++++ Source material
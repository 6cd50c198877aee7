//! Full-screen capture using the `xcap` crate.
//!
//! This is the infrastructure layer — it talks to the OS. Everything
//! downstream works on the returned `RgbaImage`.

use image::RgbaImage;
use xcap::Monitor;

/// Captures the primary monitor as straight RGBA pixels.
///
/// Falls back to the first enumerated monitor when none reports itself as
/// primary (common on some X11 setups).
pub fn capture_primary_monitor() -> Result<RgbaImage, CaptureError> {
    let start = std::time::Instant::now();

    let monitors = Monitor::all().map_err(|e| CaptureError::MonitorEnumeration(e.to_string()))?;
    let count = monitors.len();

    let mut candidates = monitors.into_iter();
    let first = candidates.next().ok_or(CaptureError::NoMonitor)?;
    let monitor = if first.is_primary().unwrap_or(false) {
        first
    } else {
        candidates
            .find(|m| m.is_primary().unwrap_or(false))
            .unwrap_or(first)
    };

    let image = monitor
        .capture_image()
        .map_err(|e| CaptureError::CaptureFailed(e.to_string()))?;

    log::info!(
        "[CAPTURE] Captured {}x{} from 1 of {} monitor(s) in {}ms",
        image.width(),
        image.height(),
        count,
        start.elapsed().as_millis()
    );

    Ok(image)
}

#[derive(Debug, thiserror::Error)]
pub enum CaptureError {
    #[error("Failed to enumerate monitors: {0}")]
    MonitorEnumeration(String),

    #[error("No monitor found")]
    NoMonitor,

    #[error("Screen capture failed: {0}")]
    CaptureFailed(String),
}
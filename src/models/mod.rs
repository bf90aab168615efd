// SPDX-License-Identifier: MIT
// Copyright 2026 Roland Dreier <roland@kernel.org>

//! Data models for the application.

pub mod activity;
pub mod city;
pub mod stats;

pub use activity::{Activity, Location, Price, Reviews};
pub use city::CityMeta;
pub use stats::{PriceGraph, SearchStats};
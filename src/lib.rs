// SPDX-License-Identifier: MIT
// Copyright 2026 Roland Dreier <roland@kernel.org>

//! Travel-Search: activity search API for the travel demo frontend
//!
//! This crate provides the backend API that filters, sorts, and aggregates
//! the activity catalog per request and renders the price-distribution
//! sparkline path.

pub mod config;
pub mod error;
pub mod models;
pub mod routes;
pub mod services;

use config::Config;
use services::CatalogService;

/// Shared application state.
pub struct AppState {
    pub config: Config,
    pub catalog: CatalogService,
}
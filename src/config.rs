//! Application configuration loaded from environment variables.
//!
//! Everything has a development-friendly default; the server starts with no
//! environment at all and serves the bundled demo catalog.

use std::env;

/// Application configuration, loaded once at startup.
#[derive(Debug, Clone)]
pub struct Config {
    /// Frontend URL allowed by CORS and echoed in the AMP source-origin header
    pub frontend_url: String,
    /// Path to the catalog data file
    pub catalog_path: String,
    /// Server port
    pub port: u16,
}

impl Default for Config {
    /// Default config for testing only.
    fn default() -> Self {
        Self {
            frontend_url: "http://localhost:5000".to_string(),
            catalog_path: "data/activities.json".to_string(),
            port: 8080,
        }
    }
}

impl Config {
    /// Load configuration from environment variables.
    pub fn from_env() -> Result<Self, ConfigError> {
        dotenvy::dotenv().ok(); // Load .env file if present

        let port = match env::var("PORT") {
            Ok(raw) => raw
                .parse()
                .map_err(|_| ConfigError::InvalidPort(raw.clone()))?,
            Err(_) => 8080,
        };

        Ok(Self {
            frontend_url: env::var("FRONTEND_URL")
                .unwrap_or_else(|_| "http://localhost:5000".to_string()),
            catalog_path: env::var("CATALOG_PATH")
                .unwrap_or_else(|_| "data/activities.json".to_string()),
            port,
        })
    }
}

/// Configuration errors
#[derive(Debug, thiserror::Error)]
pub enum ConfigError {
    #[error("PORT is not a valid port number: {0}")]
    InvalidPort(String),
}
++++++++
_Problem requirements_:
Having gone through the data above, repeat it exactly.

_Response_:
repository 6cd50c198877aee7
//! Full-screen capture using the `xcap` crate.
//!
//! This is the infrastructure layer — it talks to the OS. Everything
//! downstream works on the returned `RgbaImage`.

use image::RgbaImage;
use xcap::Monitor;

/// Captures the primary monitor as straight RGBA pixels.
///
/// Falls back to the first enumerated monitor when none reports itself as
/// primary (common on some X11 setups).
pub fn capture_primary_monitor() -> Result<RgbaImage, CaptureError> {
    let start = std::time::Instant::now();

    let monitors = Monitor::all().map_err(|e| CaptureError::MonitorEnumeration(e.to_string()))?;
    let count = monitors.len();

    let mut candidates = monitors.into_iter();
    let first = candidates.next().ok_or(CaptureError::NoMonitor)?;
    let monitor = if first.is_primary().unwrap_or(false) {
        first
    } else {
        candidates
            .find(|m| m.is_primary().unwrap_or(false))
            .unwrap_or(first)
    };

    let image = monitor
        .capture_image()
        .map_err(|e| CaptureError::CaptureFailed(e.to_string()))?;

    log::info!(
        "[CAPTURE] Captured {}x{} from 1 of {} monitor(s) in {}ms",
        image.width(),
        image.height(),
        count,
        start.elapsed().as_millis()
    );

    Ok(image)
}

#[derive(Debug, thiserror::Error)]
pub enum CaptureError {
    #[error("Failed to enumerate monitors: {0}")]
    MonitorEnumeration(String),

    #[error("No monitor found")]
    NoMonitor,

    #[error("Screen capture failed: {0}")]
    CaptureFailed(String),
}
filename src/models/mod.rs
repository bf90aab168615efd
// SPDX-License-Identifier: MIT
// Copyright 2026 Roland Dreier <roland@kernel.org>

//! Data models for the application.

pub mod activity;
pub mod city;
pub mod stats;

pub use activity::{Activity, Location, Price, Reviews};
pub use city::CityMeta;
pub use stats::{PriceGraph, SearchStats};
filename src/lib.rs
// SPDX-License-Identifier: MIT
// Copyright 2026 Roland Dreier <roland@kernel.org>

//! Travel-Search: activity search API for the travel demo frontend
//!
//! This crate provides the backend API that filters, sorts, and aggregates
//! the activity catalog per request and renders the price-distribution
//! sparkline path.

pub mod config;
pub mod error;
pub mod models;
pub mod routes;
pub mod services;

use config::Config;
use services::CatalogService;

/// Shared application state.
pub struct AppState {
    pub config: Config,
    pub catalog: CatalogService,
}
filename src/config.rs
//! Application configuration loaded from environment variables.
//!
//! Everything has a development-friendly default; the server starts with no
//! environment at all and serves the bundled demo catalog.

use std::env;

/// Application configuration, loaded once at startup.
#[derive(Debug, Clone)]
pub struct Config {
    /// Frontend URL allowed by CORS and echoed in the AMP source-origin header
    pub frontend_url: String,
    /// Path to the catalog data file
    pub catalog_path: String,
    /// Server port
    pub port: u16,
}

impl Default for Config {
    /// Default config for testing only.
    fn default() -> Self {
        Self {
            frontend_url: "http://localhost:5000".to_string(),
            catalog_path: "data/activities.json".to_string(),
            port: 8080,
        }
    }
}

impl Config {
    /// Load configuration from environment variables.
    pub fn from_env() -> Result<Self, ConfigError> {
        dotenvy::dotenv().ok(); // Load .env file if present

        let port = match env::var("PORT") {
            Ok(raw) => raw
                .parse()
                .map_err(|_| ConfigError::InvalidPort(raw.clone()))?,
            Err(_) => 8080,
        };

        Ok(Self {
            frontend_url: env::var("FRONTEND_URL")
                .unwrap_or_else(|_| "http://localhost:5000".to_string()),
            catalog_path: env::var("CATALOG_PATH")
                .unwrap_or_else(|_| "data/activities.json".to_string()),
            port,
        })
    }
}

/// Configuration errors
#[derive(Debug, thiserror::Error)]
pub enum ConfigError {
    #[error("PORT is not a valid port number: {0}")]
    InvalidPort(String),
}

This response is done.